The late journalist Marie Colvin has been nominated for this year’s Orwell prize for political writing, the BBC reports. 210 nominations were made and from those, seven books were shortlisted. Among them is Marie Colvin’s book that was published two months after she was killed in the besieged Syrian city of Homs. On The Front Line was published in April of last year.

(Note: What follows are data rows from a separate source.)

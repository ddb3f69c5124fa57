//! Command line argument parsing for the Glossa CLI using clap.

use std::path::PathBuf;

use clap::{Parser, Subcommand, ValueEnum};
use serde::{Deserialize, Serialize};

use crate::builder::DEFAULT_ARTIFACT_NAME;
use crate::lexicon::DATA_DIR_ENV;

/// Glossa - build and query a static English word lexicon
#[derive(Parser, Debug, Clone)]
#[command(name = "glossa")]
#[command(about = "Build and query a static English word lexicon")]
#[command(version = env!("CARGO_PKG_VERSION"))]
#[command(long_about = None)]
pub struct GlossaArgs {
    /// Verbosity level (0=quiet, 1=normal, 2=verbose, 3=debug)
    #[arg(short, long, action = clap::ArgAction::Count, global = true)]
    pub verbose: u8,

    /// Quiet mode (overrides verbose)
    #[arg(short, long, global = true)]
    pub quiet: bool,

    /// Output format
    #[arg(short = 'f', long = "format", default_value = "human", global = true)]
    pub output_format: OutputFormat,

    /// Pretty-print JSON output
    #[arg(long, global = true)]
    pub pretty: bool,

    /// Directory holding the word list artifact
    #[arg(short, long, env = DATA_DIR_ENV, global = true)]
    pub data_dir: Option<PathBuf>,

    /// File name of the word list artifact
    #[arg(long, default_value = DEFAULT_ARTIFACT_NAME, global = true)]
    pub artifact: String,

    /// Subcommand to execute
    #[command(subcommand)]
    pub command: Command,
}

impl GlossaArgs {
    /// Get the effective verbosity level
    pub fn verbosity(&self) -> u8 {
        if self.quiet {
            0
        } else {
            match self.verbose {
                0 => 1, // Default to normal
                n => n + 1,
            }
        }
    }
}

/// Available CLI commands
#[derive(Subcommand, Debug, Clone)]
pub enum Command {
    /// Fetch all sources and write a new word list
    Generate(GenerateArgs),

    /// Check whether words are in the lexicon
    Check(CheckArgs),

    /// Show lexicon statistics
    Stats,

    /// List words in the lexicon
    List(ListArgs),
}

/// Arguments for generating the word list
#[derive(Parser, Debug, Clone)]
pub struct GenerateArgs {
    /// JSON file with a custom source list ({"sources": [...]})
    #[arg(short, long, value_name = "SOURCES_FILE")]
    pub sources: Option<PathBuf>,

    /// Number of sources fetched at the same time
    #[arg(short, long, default_value = "1")]
    pub concurrency: usize,

    /// Per-source timeout in seconds (0 disables the timeout)
    #[arg(long, default_value = "60")]
    pub timeout_secs: u64,

    /// Keep a copy of the previous word list as <artifact>.bak
    #[arg(long)]
    pub backup: bool,
}

/// Arguments for checking words
#[derive(Parser, Debug, Clone)]
pub struct CheckArgs {
    /// Words to look up (matched exactly, case-sensitively)
    #[arg(value_name = "WORD", required = true)]
    pub words: Vec<String>,
}

/// Arguments for listing words
#[derive(Parser, Debug, Clone)]
pub struct ListArgs {
    /// Only list words starting with this prefix
    #[arg(short, long)]
    pub prefix: Option<String>,

    /// Maximum number of words to list
    #[arg(short, long)]
    pub limit: Option<usize>,
}

/// Output formats
#[derive(ValueEnum, Debug, Clone, Copy, PartialEq, Eq, Serialize, Deserialize)]
#[serde(rename_all = "lowercase")]
pub enum OutputFormat {
    /// Human-readable output
    Human,
    /// JSON output
    Json,
}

The prize is awarded to a book that the judges feels comes closest to Orwell’s ambition to “make political writing into an art.” Jean Seaton, the director of the prize, said that the judges were looking for writing that was “measured and calm not simply angry.” She added “This year's judges started from Orwell's injunction, 'My starting point is always a feeling of partisanship, a sense of injustice.” Colvin, originally from New York, was a well-respected foreign correspondent for the UK newspaper The Sunday Times. She had been based in London for many years. Amongst the other authors to make the list are Raja Shehadeh, the Bishop of Edinburgh, Richard Holloway, for Leaving Alexandria, his memoir Indian novelist Pankaj Mishra's From the Ruins of the Empire and British lawyer Clive Stafford Smith's Injustice.

On the judging panel are Baroness Joan Bakewell, Nikita Lalwani and the assistant books editor of The Independent, Arifa Akbar.